WHAT THE EXERCISE ASKS — Only the count is expected: the number of lines below that contain "runs".

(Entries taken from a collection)
◇ ◇ ◇
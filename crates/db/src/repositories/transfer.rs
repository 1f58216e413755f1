//! Transfer repository for transaction ledger operations.
//!
//! Owns the create / status-toggle / delete flow and invokes the budget
//! recompute whenever an operation changes whether a transfer counts as
//! confirmed. The status change and the recompute are two separate writes;
//! a concurrent reader can briefly observe a confirmed transfer whose budget
//! has not caught up yet (accepted eventual consistency of `spent_amount`).

use std::collections::HashMap;

use chrono::{NaiveDate, Utc};
use maktab_core::transfer::{NewTransfer, TransferWorkflow, validate_new_transfer};
use sea_orm::{
    ActiveModelTrait, ColumnTrait, Condition, DatabaseConnection, DbErr, EntityTrait,
    ModelTrait, QueryFilter, QueryOrder, Set,
};
use uuid::Uuid;

use crate::entities::{branches, sea_orm_active_enums::TransferStatus, staff, transfers};
use crate::repositories::budget::{BudgetError, BudgetRepository};

/// Error types for transfer operations.
#[derive(Debug, thiserror::Error)]
pub enum TransferRepositoryError {
    /// Transfer not found.
    #[error("Transfer not found: {0}")]
    NotFound(Uuid),

    /// Domain validation or transition failure.
    #[error(transparent)]
    Invalid(#[from] maktab_core::transfer::TransferError),

    /// Budget recompute failure.
    #[error(transparent)]
    Budget(#[from] BudgetError),

    /// Database error.
    #[error("Database error: {0}")]
    Database(#[from] DbErr),
}

/// Filter options for listing transfers.
#[derive(Debug, Clone, Default)]
pub struct TransferFilter {
    /// Filter by status.
    pub status: Option<TransferStatus>,
    /// Filter by date range start (inclusive).
    pub date_from: Option<NaiveDate>,
    /// Filter by date range end (inclusive).
    pub date_to: Option<NaiveDate>,
    /// Filter by branch on either side of the transfer.
    pub branch_id: Option<Uuid>,
}

/// A transfer with branch and staff display names resolved.
#[derive(Debug, Clone)]
pub struct TransferWithNames {
    /// The transfer record.
    pub transfer: transfers::Model,
    /// Source branch name.
    pub from_branch: String,
    /// Destination branch name.
    pub to_branch: String,
    /// Sender name.
    pub from_staff: String,
    /// Receiver name.
    pub to_staff: String,
}

/// Transfer repository.
#[derive(Debug, Clone)]
pub struct TransferRepository {
    db: DatabaseConnection,
}

impl TransferRepository {
    /// Creates a new transfer repository.
    #[must_use]
    pub const fn new(db: DatabaseConnection) -> Self {
        Self { db }
    }

    /// Records a new transfer.
    ///
    /// The caller may choose the initial status; a transfer born confirmed
    /// immediately affects the destination budget, so the recompute runs
    /// before returning.
    ///
    /// # Errors
    ///
    /// Returns an error if validation fails or the database operation fails.
    pub async fn create(
        &self,
        input: NewTransfer,
        created_by: Option<Uuid>,
    ) -> Result<transfers::Model, TransferRepositoryError> {
        validate_new_transfer(&input)?;

        let transfer = transfers::ActiveModel {
            id: Set(Uuid::new_v4()),
            transaction_number: Set(generate_transaction_number()),
            from_branch_id: Set(input.from_branch_id.into_inner()),
            to_branch_id: Set(input.to_branch_id.into_inner()),
            from_staff_id: Set(input.from_staff_id.into_inner()),
            to_staff_id: Set(input.to_staff_id.into_inner()),
            amount: Set(input.amount),
            currency: Set(input.currency.clone()),
            transfer_method: Set(input.transfer_method),
            transaction_date: Set(input.transaction_date),
            received_date: Set(input.received_date),
            status: Set(TransferStatus::from(input.status)),
            confirmation_code: Set(input.confirmation_code),
            purpose: Set(input.purpose),
            notes: Set(input.notes),
            created_by: Set(created_by),
            created_at: Set(Utc::now().into()),
        };

        let inserted = transfer.insert(&self.db).await?;

        if input.status.counts_toward_budget() {
            self.budgets()
                .recompute_for_date(
                    inserted.to_branch_id,
                    &inserted.currency,
                    inserted.transaction_date,
                )
                .await?;
        }

        Ok(inserted)
    }

    /// Finds a transfer by id.
    ///
    /// # Errors
    ///
    /// Returns an error if the transfer is not found or the query fails.
    pub async fn find_by_id(&self, id: Uuid) -> Result<transfers::Model, TransferRepositoryError> {
        transfers::Entity::find_by_id(id)
            .one(&self.db)
            .await?
            .ok_or(TransferRepositoryError::NotFound(id))
    }

    /// Applies a status change through the transfer workflow.
    ///
    /// Re-applying the current status is a no-op: the row is returned
    /// unchanged and no recompute runs. A transition crossing the confirmed
    /// boundary recomputes the destination budget buckets.
    ///
    /// # Errors
    ///
    /// Returns an error if the transfer is not found, the transition is
    /// invalid, or the database operation fails.
    pub async fn set_status(
        &self,
        id: Uuid,
        requested: maktab_core::transfer::TransferStatus,
    ) -> Result<transfers::Model, TransferRepositoryError> {
        let transfer = self.find_by_id(id).await?;
        let change = TransferWorkflow::apply(transfer.status.into(), requested)?;

        if !matches!(change, maktab_core::transfer::StatusChange::Changed { .. }) {
            return Ok(transfer);
        }

        let to_branch_id = transfer.to_branch_id;
        let currency = transfer.currency.clone();
        let transaction_date = transfer.transaction_date;

        let mut active: transfers::ActiveModel = transfer.into();
        active.status = Set(TransferStatus::from(requested));
        let updated = active.update(&self.db).await?;

        if change.requires_recompute() {
            self.budgets()
                .recompute_for_date(to_branch_id, &currency, transaction_date)
                .await?;
        }

        Ok(updated)
    }

    /// Deletes a transfer.
    ///
    /// Deleting a confirmed transfer reverses its budget effect via
    /// recompute; skipping this would leave stale `spent_amount` behind.
    ///
    /// # Errors
    ///
    /// Returns an error if the transfer is not found or the database
    /// operation fails.
    pub async fn delete(&self, id: Uuid) -> Result<(), TransferRepositoryError> {
        let transfer = self.find_by_id(id).await?;

        let was_confirmed = transfer.status == TransferStatus::Confirmed;
        let to_branch_id = transfer.to_branch_id;
        let currency = transfer.currency.clone();
        let transaction_date = transfer.transaction_date;

        transfer.delete(&self.db).await?;

        if was_confirmed {
            self.budgets()
                .recompute_for_date(to_branch_id, &currency, transaction_date)
                .await?;
        }

        Ok(())
    }

    /// Lists transfers, newest first, with optional filters.
    ///
    /// # Errors
    ///
    /// Returns an error if the database query fails.
    pub async fn list(
        &self,
        filter: &TransferFilter,
    ) -> Result<Vec<transfers::Model>, TransferRepositoryError> {
        let mut query = transfers::Entity::find();

        if let Some(status) = filter.status {
            query = query.filter(transfers::Column::Status.eq(status));
        }
        if let Some(from) = filter.date_from {
            query = query.filter(transfers::Column::TransactionDate.gte(from));
        }
        if let Some(to) = filter.date_to {
            query = query.filter(transfers::Column::TransactionDate.lte(to));
        }
        if let Some(branch_id) = filter.branch_id {
            query = query.filter(
                Condition::any()
                    .add(transfers::Column::FromBranchId.eq(branch_id))
                    .add(transfers::Column::ToBranchId.eq(branch_id)),
            );
        }

        let transfers = query
            .order_by_desc(transfers::Column::TransactionDate)
            .all(&self.db)
            .await?;
        Ok(transfers)
    }

    /// Selects transfers for a report, date-ascending, with names resolved.
    ///
    /// The selection is exactly the set with `transaction_date` in
    /// `[start, end]` inclusive and, when scoped, the branch on either side
    /// of the transfer.
    ///
    /// # Errors
    ///
    /// Returns an error if the database query fails.
    pub async fn list_for_report(
        &self,
        start: NaiveDate,
        end: NaiveDate,
        scope: Option<Uuid>,
    ) -> Result<Vec<TransferWithNames>, TransferRepositoryError> {
        let mut query = transfers::Entity::find()
            .filter(transfers::Column::TransactionDate.gte(start))
            .filter(transfers::Column::TransactionDate.lte(end));

        if let Some(branch_id) = scope {
            query = query.filter(
                Condition::any()
                    .add(transfers::Column::FromBranchId.eq(branch_id))
                    .add(transfers::Column::ToBranchId.eq(branch_id)),
            );
        }

        let rows = query
            .order_by_asc(transfers::Column::TransactionDate)
            .all(&self.db)
            .await?;

        let branch_names = self.branch_name_map(&rows).await?;
        let staff_names = self.staff_name_map(&rows).await?;

        let resolve = |map: &HashMap<Uuid, String>, id: Uuid| {
            map.get(&id).cloned().unwrap_or_else(|| "N/A".to_string())
        };

        Ok(rows
            .into_iter()
            .map(|transfer| TransferWithNames {
                from_branch: resolve(&branch_names, transfer.from_branch_id),
                to_branch: resolve(&branch_names, transfer.to_branch_id),
                from_staff: resolve(&staff_names, transfer.from_staff_id),
                to_staff: resolve(&staff_names, transfer.to_staff_id),
                transfer,
            })
            .collect())
    }

    async fn branch_name_map(
        &self,
        rows: &[transfers::Model],
    ) -> Result<HashMap<Uuid, String>, DbErr> {
        let ids: Vec<Uuid> = rows
            .iter()
            .flat_map(|t| [t.from_branch_id, t.to_branch_id])
            .collect();

        if ids.is_empty() {
            return Ok(HashMap::new());
        }

        Ok(branches::Entity::find()
            .filter(branches::Column::Id.is_in(ids))
            .all(&self.db)
            .await?
            .into_iter()
            .map(|b| (b.id, b.name))
            .collect())
    }

    async fn staff_name_map(
        &self,
        rows: &[transfers::Model],
    ) -> Result<HashMap<Uuid, String>, DbErr> {
        let ids: Vec<Uuid> = rows
            .iter()
            .flat_map(|t| [t.from_staff_id, t.to_staff_id])
            .collect();

        if ids.is_empty() {
            return Ok(HashMap::new());
        }

        Ok(staff::Entity::find()
            .filter(staff::Column::Id.is_in(ids))
            .all(&self.db)
            .await?
            .into_iter()
            .map(|s| (s.id, s.full_name))
            .collect())
    }

    fn budgets(&self) -> BudgetRepository {
        BudgetRepository::new(self.db.clone())
    }
}

/// Generates a human-readable transfer tracking label.
fn generate_transaction_number() -> String {
    let id = Uuid::new_v4().simple().to_string();
    format!("TXN-{}", id[..8].to_uppercase())
}

#[cfg(test)]
mod tests {
    use super::*;

    #[test]
    fn test_transaction_number_format() {
        let number = generate_transaction_number();
        assert!(number.starts_with("TXN-"));
        assert_eq!(number.len(), 12);
        assert!(
            number[4..]
                .chars()
                .all(|c| c.is_ascii_digit() || c.is_ascii_uppercase())
        );
    }
}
◇ ◇ ◇
COMPLETED EXERCISE — 2